God’s Mustard Seed Kingdom: don’t despise small beginnings

“Jesus told them another parable: ‘The kingdom of heaven is like a mustard seed, which a man took and planted in his field. Though it is the smallest of all seeds, yet when it grows, it is the largest of garden plants and becomes a tree, so that the birds come and perch in its branches.'” (Matthew 13:31-32)

The mustard seed was definitely of small size. Because it was the smallest seed that Jews at the time would regularly plant in their gardens, it was often used in local proverbs, or in parables like this, to represent something which was incredibly small.

The tiny mustard seed can grow into a tree that could become 10-12 feet tall. Okay, this is not a giant redwood or something, but it does point to the reality that something that starts small can grow to become much bigger than one would think.

Based on Jesus’ next, and parallel, parable, the emphasis of the imagery here is external growth. Although the mustard seed is small to the human eye, its growth is visible and moves forward externally beyond expectation.

Near the end of verse 32, Jesus says: “when it grows, it is the largest of garden plants and becomes a tree, so that the birds come and perch in its branches.”

This is a reference from Ezekiel 17:22-24, which says:

22 “‘This is what the Sovereign Lord says: I myself will take a shoot from the very top of a cedar and plant it; I will break off a tender sprig from its topmost shoots and plant it on a high and lofty mountain. 23 On the mountain heights of Israel I will plant it; it will produce branches and bear fruit and become a splendid cedar. Birds of every kind will nest in it; they will find shelter in the shade of its branches. 24 All the trees of the forest will know that I the Lord bring down the tall tree and make the low tree grow tall. I dry up the green tree and make the dry tree flourish. ‘I the Lord have spoken, and I will do it.’” (Ezekiel 17:22-24)

The point of Ezekiel’s prophecy, which Jesus weaves into this parable, is that, against all expectation, God will reestablish His people after their exile and, even more unexpectedly, then gather people from all the nations into God’s kingdom.

The kingdom of God is like this.

Most parables have one main point or thrust calling people to action, and this is one of those parables where the main point is abundantly clear: the kingdom of God will eventually grow to proportions given its small beginnings.

Because of this, the early group of Jesus’ followers should be encouraged, even when it seems like things are too small to be significant.

For us today, as well, we should take encouragement as Jesus’ followers.
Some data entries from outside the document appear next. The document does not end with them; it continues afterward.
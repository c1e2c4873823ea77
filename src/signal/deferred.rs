//! Signal channel delivered by a tokio listener task.

use std::collections::HashMap;
use std::sync::Arc;

use parking_lot::RwLock;
use serde_json::Value;
use tokio::runtime::Handle;
use tokio::sync::{mpsc, oneshot};

use super::{SignalChannel, SignalHandler};
use crate::core::LimiterError;

type Registry = Arc<RwLock<HashMap<String, Vec<SignalHandler>>>>;

struct Signal {
    event: String,
    payload: Option<Value>,
}

/// Channel that queues signals and delivers them from a listener task.
///
/// `publish` only posts to an unbounded queue, so handlers never run on the
/// publisher's stack. The listener exits once the channel is dropped and the
/// queue is drained.
pub struct DeferredChannel {
    sender: mpsc::UnboundedSender<Signal>,
    handlers: Registry,
}

impl DeferredChannel {
    /// Spawn the listener on `handle` and wait until it is receiving.
    pub async fn start(handle: &Handle) -> Result<Self, LimiterError> {
        let (sender, receiver) = mpsc::unbounded_channel();
        let (ready_tx, ready_rx) = oneshot::channel();
        let handlers: Registry = Arc::new(RwLock::new(HashMap::new()));

        handle.spawn(listen(receiver, Arc::clone(&handlers), ready_tx));
        ready_rx.await.map_err(|_| {
            LimiterError::UnsupportedEnvironment("signal listener failed to start".into())
        })?;
        tracing::debug!("deferred signal listener running");

        Ok(Self { sender, handlers })
    }
}

async fn listen(
    mut receiver: mpsc::UnboundedReceiver<Signal>,
    handlers: Registry,
    ready: oneshot::Sender<()>,
) {
    let _ = ready.send(());
    while let Some(signal) = receiver.recv().await {
        let targets = handlers.read().get(&signal.event).cloned().unwrap_or_default();
        for handler in &targets {
            handler(signal.payload.as_ref());
        }
    }
    tracing::debug!("deferred signal listener stopped");
}

impl SignalChannel for DeferredChannel {
    fn subscribe(&self, event: &str, handler: SignalHandler) {
        self.handlers
            .write()
            .entry(event.to_owned())
            .or_default()
            .push(handler);
    }

    fn publish(&self, event: &str, payload: Option<Value>) {
        let signal = Signal {
            event: event.to_owned(),
            payload,
        };
        if self.sender.send(signal).is_err() {
            tracing::warn!(event, "signal listener gone; dropping signal");
        }
    }
}

impl std::fmt::Debug for DeferredChannel {
    fn fmt(&self, f: &mut std::fmt::Formatter<'_>) -> std::fmt::Result {
        f.debug_struct("DeferredChannel")
            .field("closed", &self.sender.is_closed())
            .finish_non_exhaustive()
    }
}
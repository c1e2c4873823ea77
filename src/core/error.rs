//! Error types for limiter construction and task outcomes.

use std::convert::Infallible;

use thiserror::Error;

/// Errors produced while constructing or configuring a limiter.
#[derive(Debug, Clone, PartialEq, Eq, Error)]
pub enum LimiterError {
    /// The concurrency ceiling is not an integer greater than zero.
    #[error("invalid argument: {0}")]
    InvalidArgument(String),
    /// No compatible signal primitive or task runtime was found on the host.
    #[error("unsupported environment: {0}")]
    UnsupportedEnvironment(String),
    /// Configuration could not be parsed or failed validation.
    #[error("invalid configuration: {0}")]
    InvalidConfig(String),
}

impl From<Infallible> for LimiterError {
    fn from(never: Infallible) -> Self {
        match never {}
    }
}

/// Outcome of a single submitted task that did not fulfill.
///
/// `E` is the task's own failure type and is carried through unmodified.
#[derive(Debug, Clone, PartialEq, Eq, Error)]
pub enum TaskError<E> {
    /// The task's future resolved to an error.
    #[error("task failed: {0}")]
    Failure(E),
    /// The producer could not be invoked to obtain a future.
    #[error("invalid task: {0}")]
    InvalidTask(String),
    /// The task's future panicked while running.
    #[error("task panicked: {0}")]
    Panicked(String),
    /// The limiter went away before the task settled.
    #[error("limiter dropped before the task settled")]
    Abandoned,
}

impl<E> TaskError<E> {
    /// Returns the task's own failure reason, if that is what this is.
    pub fn into_failure(self) -> Option<E> {
        match self {
            Self::Failure(reason) => Some(reason),
            _ => None,
        }
    }
}

/// Application-facing result using anyhow for higher-level contexts.
pub type AppResult<T> = Result<T, anyhow::Error>;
Even if the church seems to be in decline, the kingdom of God is not in decline. Even if the message of Christ has been soiled by hypocrisy and syncretized with ideological idols, God’s kingdom is still growing.

Yes, the church may be called out into the wilderness. Yes, we may be in a time of exile and purification. Such things will come and are necessary for God’s people.

Still, God is not done with us or failing in His mission, even if we falter. As we read in 2 Timothy 2:13:

if we are faithless,
    he remains faithful,
    for he cannot disown himself. (2 Timothy 2:13)

So, be encouraged. Be faithful. Walk with the Lord. Keep our kingdom priorities. The kingdom of God may seem small but it’s influence is great.

The Mustard Seed and the Yeast

This past weekend at Eastbrook, I continued our series, “Stories of the Kingdom: Parables of Jesus,” by looking at the parables of the mustard seed and the yeast in Matthew 13:31-33. These two small, parallel parables open up to us some profound realities about God’s kingdom.

You can find the message video and outline below. You can also view the entire series here. Join us for weekend worship in-person or remotely via Eastbrook at Home.


“He told them another parable: ‘The kingdom of heaven is like a mustard seed, which a man took and planted in his field.’”  (Matthew 13:31)

The Parable of the Mustard Seed (Matthew 13:31-32)

  • The small size of the mustard seed – the smallest seed that Jews at the time would regularly plant in their gardens
  • The external growth of the seed into a tree (10-12 feet tall)
  • The word from Ezekiel 17:22-24 – the nations gathered in

The Parable of the Yeast (Matthew 13:33)

  • The small size of the yeast – hidden on the inside
  • The internal transformation of the dough

Kingdom Perspective

  • Don’t despise small beginnings
  • Don’t rule out unseen possibilities

Dig Deeper:

This week dig deeper into Jesus’ parable of the mustard seed and the yeast in one or more of the following ways:

  • Journal about one or both of these parables, expressing your thoughts about them, what God is teaching you through them, as well as your prayers to God about them.
  • Draw, paint, or ink the parables as a way of reflecting on what Jesus is saying and praying about your own response to the Lord.
  • Set aside some time this week to make bread with a friend or family member. As you do that, consider the role of the yeast in the dough and what that speaks about the kingdom of God. Give the bread to someone else as a gift.
  • Look up or purchase some mustard seed. Share the parable of the mustard seed with someone and give them a mustard seed or two when you do that.